**Work request**:
Find how many lines in the material hold the word "error", then state that number and nothing more.

**Data to examine**:
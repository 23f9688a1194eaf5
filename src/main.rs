//! Tile Viewer - headless driver for the tiled viewer engine.
//!
//! Plans, loads and checks tile sets described by a JSON manifest.

use clap::Parser;
use std::process::ExitCode;
use std::sync::Arc;
use tracing::{debug, error, info};
use tracing_subscriber::{layer::SubscriberExt, util::SubscriberInitExt};

use tile_viewer::{
    asset::{FsAssetSource, TileSetManifest},
    config::{CheckConfig, Cli, Command, PlanConfig, TileSetArgs, ViewConfig},
    geometry::{PixelRect, Point},
    tile::{plan, LoadEvent, TileCache, TileCoord, TileLoader},
    viewer::{DisplaySurface, HeadlessSurface, TiledViewer, ViewerSettings},
    zoom::{ZoomConfigurationSet, ZoomLevel},
};

#[tokio::main]
async fn main() -> ExitCode {
    let cli = Cli::parse();

    match cli.into_command() {
        Command::Plan(config) => run_plan(config).await,
        Command::View(config) => run_view(config).await,
        Command::Check(config) => run_check(config).await,
    }
}

/// Initialize the tracing/logging subsystem.
///
/// Logs go to stderr so that stdout stays machine-readable.
fn init_logging(verbose: bool) {
    let env_filter = if verbose {
        "tile_viewer=debug"
    } else {
        "tile_viewer=info"
    };

    tracing_subscriber::registry()
        .with(
            tracing_subscriber::EnvFilter::try_from_default_env()
                .unwrap_or_else(|_| env_filter.into()),
        )
        .with(tracing_subscriber::fmt::layer().with_writer(std::io::stderr))
        .init();
}

/// Load the manifest, logging the failure.
async fn load_manifest(tileset: &TileSetArgs) -> Option<TileSetManifest> {
    match TileSetManifest::load(&tileset.manifest).await {
        Ok(manifest) => {
            debug!(
                manifest = %tileset.manifest.display(),
                levels = manifest.levels.len(),
                "manifest loaded"
            );
            Some(manifest)
        }
        Err(e) => {
            error!("Failed to load manifest: {}", e);
            None
        }
    }
}

fn print_json(value: &serde_json::Value) -> ExitCode {
    match serde_json::to_string_pretty(value) {
        Ok(json) => {
            println!("{}", json);
            ExitCode::SUCCESS
        }
        Err(e) => {
            error!("Failed to serialize output: {}", e);
            ExitCode::FAILURE
        }
    }
}

// =============================================================================
// Plan Command
// =============================================================================

async fn run_plan(config: PlanConfig) -> ExitCode {
    init_logging(config.verbose);

    if let Err(e) = config.validate() {
        error!("Configuration error: {}", e);
        return ExitCode::FAILURE;
    }

    let Some(manifest) = load_manifest(&config.tileset).await else {
        return ExitCode::FAILURE;
    };
    let zoom = match manifest.into_zoom_state() {
        Ok(zoom) => zoom,
        Err(e) => {
            error!("Invalid manifest: {}", e);
            return ExitCode::FAILURE;
        }
    };
    let Some(level_config) = zoom.configuration(config.level) else {
        error!("Zoom level '{}' is not defined in the manifest", config.level);
        return ExitCode::FAILURE;
    };

    let viewport = PixelRect::from_origin_size(Point::ORIGIN, config.viewport.size());
    let scroll = config.viewport.scroll();
    let coords = plan(viewport, scroll, &level_config);

    if config.json {
        let tiles: Vec<_> = coords
            .iter()
            .map(|coord| {
                serde_json::json!({
                    "col": coord.col,
                    "row": coord.row,
                    "path": level_config.tile_path(*coord),
                    "bounds": level_config.tile_bounds(*coord),
                })
            })
            .collect();
        return print_json(&serde_json::json!({
            "level": config.level,
            "viewport": viewport,
            "scroll": scroll,
            "tiles": tiles,
        }));
    }

    println!(
        "Level {} ({}x{} image, {}x{} tiles)",
        config.level,
        level_config.image_width(),
        level_config.image_height(),
        level_config.tile_width(),
        level_config.tile_height()
    );
    println!(
        "Viewport {}x{} at scroll ({}, {})",
        viewport.width, viewport.height, scroll.x, scroll.y
    );
    println!();
    for coord in &coords {
        let bounds = level_config.tile_bounds(*coord);
        println!(
            "  {:<10} {:>6},{:<6} {}",
            coord.to_string(),
            bounds.x,
            bounds.y,
            level_config.tile_path(*coord)
        );
    }
    println!();
    println!("Total: {} tile(s)", coords.len());

    ExitCode::SUCCESS
}

// =============================================================================
// View Command
// =============================================================================

async fn run_view(config: ViewConfig) -> ExitCode {
    init_logging(config.verbose);

    if let Err(e) = config.validate() {
        error!("Configuration error: {}", e);
        return ExitCode::FAILURE;
    }

    let Some(manifest) = load_manifest(&config.tileset).await else {
        return ExitCode::FAILURE;
    };

    let root = config.tileset.asset_root();
    info!("Reading tiles from {}", root.display());

    let settings = ViewerSettings::default()
        .with_cache_capacity(config.cache_tiles)
        .with_max_concurrent_decodes(config.max_decodes);
    let surface = HeadlessSurface::new(config.viewport.size());

    let mut viewer =
        match TiledViewer::from_manifest(surface, FsAssetSource::new(root), manifest, settings) {
            Ok(viewer) => viewer,
            Err(e) => {
                error!("Invalid manifest: {}", e);
                return ExitCode::FAILURE;
            }
        };

    viewer.surface_mut().scroll_to(config.viewport.scroll());
    viewer.on_size_changed();
    viewer.drain_loads().await;

    for _ in 0..config.zoom_in {
        if !viewer.zoom_up().await {
            info!("No zoom level above {}", viewer.current_zoom_level());
            break;
        }
        viewer.drain_loads().await;
    }

    if config.cleanup {
        viewer.cleanup_old_tiles().await;
    }

    let surface = viewer.surface();
    let tiles = surface.tiles();
    let level = viewer.current_zoom_level();

    if config.json {
        let tiles: Vec<_> = tiles
            .iter()
            .map(|(coord, bounds)| serde_json::json!({ "coord": coord, "bounds": bounds }))
            .collect();
        return print_json(&serde_json::json!({
            "level": level,
            "content": surface.content_size(),
            "scroll": surface.scroll_offset(),
            "tiles": tiles,
            "stats": viewer.stats(),
        }));
    }

    let content = surface.content_size();
    let scroll = surface.scroll_offset();
    println!(
        "Level {} ({}x{}), scroll ({}, {})",
        level, content.width, content.height, scroll.x, scroll.y
    );
    println!();
    for (coord, bounds) in &tiles {
        println!(
            "  {:<10} at ({}, {}) {}x{}",
            coord.to_string(),
            bounds.x,
            bounds.y,
            bounds.width,
            bounds.height
        );
    }

    let stats = viewer.stats();
    println!();
    println!("Attached: {} tile(s)", tiles.len());
    println!(
        "Fill passes: {}, failed tiles: {}, evicted: {}",
        stats.fill_passes, stats.tiles_failed, stats.tiles_evicted
    );

    if stats.tiles_failed > 0 {
        ExitCode::FAILURE
    } else {
        ExitCode::SUCCESS
    }
}

// =============================================================================
// Check Command
// =============================================================================

async fn run_check(config: CheckConfig) -> ExitCode {
    // Initialize minimal logging for check command
    if config.verbose {
        init_logging(true);
    }

    println!("Tile Set Check");
    println!("══════════════");
    println!();

    if let Err(e) = config.validate() {
        println!("✗ Configuration: {}", e);
        return ExitCode::FAILURE;
    }

    let manifest = match TileSetManifest::load(&config.tileset.manifest).await {
        Ok(manifest) => {
            println!("✓ Manifest: {}", config.tileset.manifest.display());
            manifest
        }
        Err(e) => {
            println!("✗ Manifest: {}", e);
            return ExitCode::FAILURE;
        }
    };

    let levels = match manifest.configurations() {
        Ok(levels) => levels,
        Err(e) => {
            println!("✗ Levels: {}", e);
            return ExitCode::FAILURE;
        }
    };

    if let Some(level) = config.level {
        if !levels.iter().any(|(l, _)| *l == level) {
            println!("✗ Level '{}' is not defined in the manifest", level);
            return ExitCode::FAILURE;
        }
    }

    let root = config.tileset.asset_root();
    println!("✓ Root: {}", root.display());
    println!();

    let loader = TileLoader::new(FsAssetSource::new(root));
    let mut all_ok = true;

    for (level, level_config) in levels {
        if config.level.is_some_and(|only| only != level) {
            continue;
        }

        let (cols, rows) = level_config.grid_size();
        let coords: Vec<_> = (0..rows)
            .flat_map(|row| (0..cols).map(move |col| TileCoord::new(col, row)))
            .collect();
        let total = coords.len();

        print!("Checking {} ({} tiles)... ", level, total);
        let failures = check_level(&loader, level, coords, Arc::new(level_config)).await;

        if failures.is_empty() {
            println!("✓ ok");
        } else {
            all_ok = false;
            println!("✗ {} of {} failed", failures.len(), total);
            for failure in &failures {
                println!("    {}", failure);
            }
        }
    }

    println!();
    println!("══════════════");
    if all_ok {
        println!("✓ All checks passed!");
        ExitCode::SUCCESS
    } else {
        println!("✗ Some tiles are missing or unreadable");
        ExitCode::FAILURE
    }
}

/// Load every tile of a level and collect the failures.
async fn check_level(
    loader: &TileLoader<FsAssetSource>,
    level: ZoomLevel,
    coords: Vec<TileCoord>,
    config: Arc<ZoomConfigurationSet>,
) -> Vec<String> {
    let mut events = loader.load_missing(coords, Arc::clone(&config), Arc::new(TileCache::new()));
    let mut failures = Vec::new();

    while let Some(event) = events.recv().await {
        match event {
            LoadEvent::Loaded { coord, tile } => {
                let expected = config.tile_bounds(coord);
                if tile.size() != expected.size() {
                    debug!(
                        level = %level,
                        tile = %coord,
                        "tile is {}x{}, grid expects {}x{}",
                        tile.width(),
                        tile.height(),
                        expected.width,
                        expected.height
                    );
                }
            }
            LoadEvent::Failed { coord, error } => {
                failures.push(format!("{} {}", coord, error));
            }
        }
    }

    failures.sort();
    failures
}
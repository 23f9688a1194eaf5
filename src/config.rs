//! Command-line configuration for the tile viewer.
//!
//! The binary has three subcommands:
//!
//! - `plan` - print the tiles (and their asset paths) a viewport needs
//! - `view` - run a headless viewer over a tile set and report what it attached
//! - `check` - verify that every tile of a tile set exists and decodes
//!
//! # Environment Variables
//!
//! Options shared by the subcommands can be set with the `TILE_VIEWER_` prefix:
//!
//! - `TILE_VIEWER_MANIFEST` - Path to the tile set manifest (required)
//! - `TILE_VIEWER_ROOT` - Directory tile paths are resolved against
//!   (default: the manifest's directory)
//! - `TILE_VIEWER_VIEWPORT_WIDTH` - Viewport width in pixels (default: 400)
//! - `TILE_VIEWER_VIEWPORT_HEIGHT` - Viewport height in pixels (default: 300)
//! - `TILE_VIEWER_CACHE_TILES` - Max tiles kept in the cache (default: 1024)
//! - `TILE_VIEWER_MAX_DECODES` - Tiles decoded concurrently (default: 4)

use std::path::{Path, PathBuf};

use clap::{Args, Parser, Subcommand};

use crate::geometry::{Point, Size};
use crate::tile::{DEFAULT_MAX_CONCURRENT_DECODES, DEFAULT_TILE_CACHE_CAPACITY};
use crate::zoom::ZoomLevel;

// =============================================================================
// Default Values
// =============================================================================

/// Default viewport width.
pub const DEFAULT_VIEWPORT_WIDTH: u32 = 400;

/// Default viewport height.
pub const DEFAULT_VIEWPORT_HEIGHT: u32 = 300;

// =============================================================================
// CLI Arguments
// =============================================================================

/// Tile Viewer - lazily loaded viewer engine for very large tiled images.
#[derive(Parser, Debug, Clone)]
#[command(name = "tile-viewer")]
#[command(author, version, about, long_about = None)]
pub struct Cli {
    #[command(subcommand)]
    pub command: Command,
}

impl Cli {
    pub fn into_command(self) -> Command {
        self.command
    }
}

#[derive(Subcommand, Debug, Clone)]
pub enum Command {
    /// Print the tiles needed to cover a viewport
    Plan(PlanConfig),

    /// Run a headless viewer and report the tiles it attached
    View(ViewConfig),

    /// Verify that every tile of a tile set exists and decodes
    Check(CheckConfig),
}

/// Where the tile set lives.
#[derive(Args, Debug, Clone)]
pub struct TileSetArgs {
    /// Path to the tile set manifest (JSON).
    #[arg(long, short, env = "TILE_VIEWER_MANIFEST")]
    pub manifest: PathBuf,

    /// Directory tile paths are resolved against.
    ///
    /// Defaults to the directory containing the manifest.
    #[arg(long, env = "TILE_VIEWER_ROOT")]
    pub root: Option<PathBuf>,
}

impl TileSetArgs {
    /// Directory the asset source reads from.
    pub fn asset_root(&self) -> PathBuf {
        match &self.root {
            Some(root) => root.clone(),
            None => self
                .manifest
                .parent()
                .map(Path::to_path_buf)
                .unwrap_or_default(),
        }
    }

    fn validate(&self) -> Result<(), String> {
        if self.manifest.as_os_str().is_empty() {
            return Err(
                "Manifest path is required. Set --manifest or TILE_VIEWER_MANIFEST".to_string(),
            );
        }
        Ok(())
    }
}

/// The visible window onto the image.
#[derive(Args, Debug, Clone)]
pub struct ViewportArgs {
    /// Viewport width in pixels.
    #[arg(long, default_value_t = DEFAULT_VIEWPORT_WIDTH, env = "TILE_VIEWER_VIEWPORT_WIDTH")]
    pub width: u32,

    /// Viewport height in pixels.
    #[arg(long, default_value_t = DEFAULT_VIEWPORT_HEIGHT, env = "TILE_VIEWER_VIEWPORT_HEIGHT")]
    pub height: u32,

    /// Horizontal scroll offset in pixels.
    #[arg(long, default_value_t = 0, allow_negative_numbers = true)]
    pub scroll_x: i32,

    /// Vertical scroll offset in pixels.
    #[arg(long, default_value_t = 0, allow_negative_numbers = true)]
    pub scroll_y: i32,
}

impl ViewportArgs {
    pub fn size(&self) -> Size {
        Size::new(self.width, self.height)
    }

    pub fn scroll(&self) -> Point {
        Point::new(self.scroll_x, self.scroll_y)
    }

    fn validate(&self) -> Result<(), String> {
        if self.width == 0 || self.height == 0 {
            return Err(format!(
                "Viewport must be at least 1x1 pixels, got {}x{}",
                self.width, self.height
            ));
        }
        Ok(())
    }
}

// =============================================================================
// Plan Command
// =============================================================================

#[derive(Args, Debug, Clone)]
pub struct PlanConfig {
    #[command(flatten)]
    pub tileset: TileSetArgs,

    #[command(flatten)]
    pub viewport: ViewportArgs,

    /// Zoom level to plan for.
    #[arg(long, default_value_t = ZoomLevel::Default)]
    pub level: ZoomLevel,

    /// Print JSON instead of a table.
    #[arg(long, default_value_t = false)]
    pub json: bool,

    /// Enable verbose logging.
    #[arg(short, long, default_value_t = false)]
    pub verbose: bool,
}

impl PlanConfig {
    pub fn validate(&self) -> Result<(), String> {
        self.tileset.validate()?;
        self.viewport.validate()
    }
}

// =============================================================================
// View Command
// =============================================================================

#[derive(Args, Debug, Clone)]
pub struct ViewConfig {
    #[command(flatten)]
    pub tileset: TileSetArgs,

    #[command(flatten)]
    pub viewport: ViewportArgs,

    /// Zoom in this many levels after the first fill.
    #[arg(long, default_value_t = 0)]
    pub zoom_in: u32,

    /// Run the off-screen cleanup before reporting.
    #[arg(long, default_value_t = false)]
    pub cleanup: bool,

    /// Maximum number of tiles kept in the cache.
    #[arg(long, default_value_t = DEFAULT_TILE_CACHE_CAPACITY, env = "TILE_VIEWER_CACHE_TILES")]
    pub cache_tiles: usize,

    /// Number of tiles decoded concurrently.
    #[arg(long, default_value_t = DEFAULT_MAX_CONCURRENT_DECODES, env = "TILE_VIEWER_MAX_DECODES")]
    pub max_decodes: usize,

    /// Print JSON instead of a table.
    #[arg(long, default_value_t = false)]
    pub json: bool,

    /// Enable verbose logging.
    #[arg(short, long, default_value_t = false)]
    pub verbose: bool,
}

impl ViewConfig {
    pub fn validate(&self) -> Result<(), String> {
        self.tileset.validate()?;
        self.viewport.validate()?;

        if self.cache_tiles == 0 {
            return Err("cache_tiles must be greater than 0".to_string());
        }
        if self.max_decodes == 0 {
            return Err("max_decodes must be greater than 0".to_string());
        }
        Ok(())
    }
}

// =============================================================================
// Check Command
// =============================================================================

#[derive(Args, Debug, Clone)]
pub struct CheckConfig {
    #[command(flatten)]
    pub tileset: TileSetArgs,

    /// Only check this zoom level.
    #[arg(long)]
    pub level: Option<ZoomLevel>,

    /// Enable verbose logging.
    #[arg(short, long, default_value_t = false)]
    pub verbose: bool,
}

impl CheckConfig {
    pub fn validate(&self) -> Result<(), String> {
        self.tileset.validate()
    }
}

// =============================================================================
// Tests
// =============================================================================
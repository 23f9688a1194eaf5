//! Asset layer: reading and decoding tile images.
//!
//! # Architecture
//!
//! ```text
//! ┌─────────────────────────────────────────┐
//! │               TileLoader                │
//! └──────────┬──────────────────┬───────────┘
//!            │ bytes            │ pixels
//!            ▼                  ▼
//! ┌────────────────────┐  ┌──────────────────┐
//! │ AssetSource Trait  │  │ TileDecoder Trait│
//! │  FsAssetSource     │  │ ImageTileDecoder │
//! │  MemoryAssetSource │  │                  │
//! └────────────────────┘  └──────────────────┘
//! ```
//!
//! [`TileSetManifest`] describes a tile set's zoom levels on disk.

mod decoder;
mod manifest;
mod source;

pub use decoder::{DecodedTile, ImageTileDecoder, TileDecoder};
pub use manifest::{LevelEntry, TileSetManifest, MANIFEST_FILE_NAME};
pub use source::{AssetSource, FsAssetSource, MemoryAssetSource};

**Result for this exercise**:
10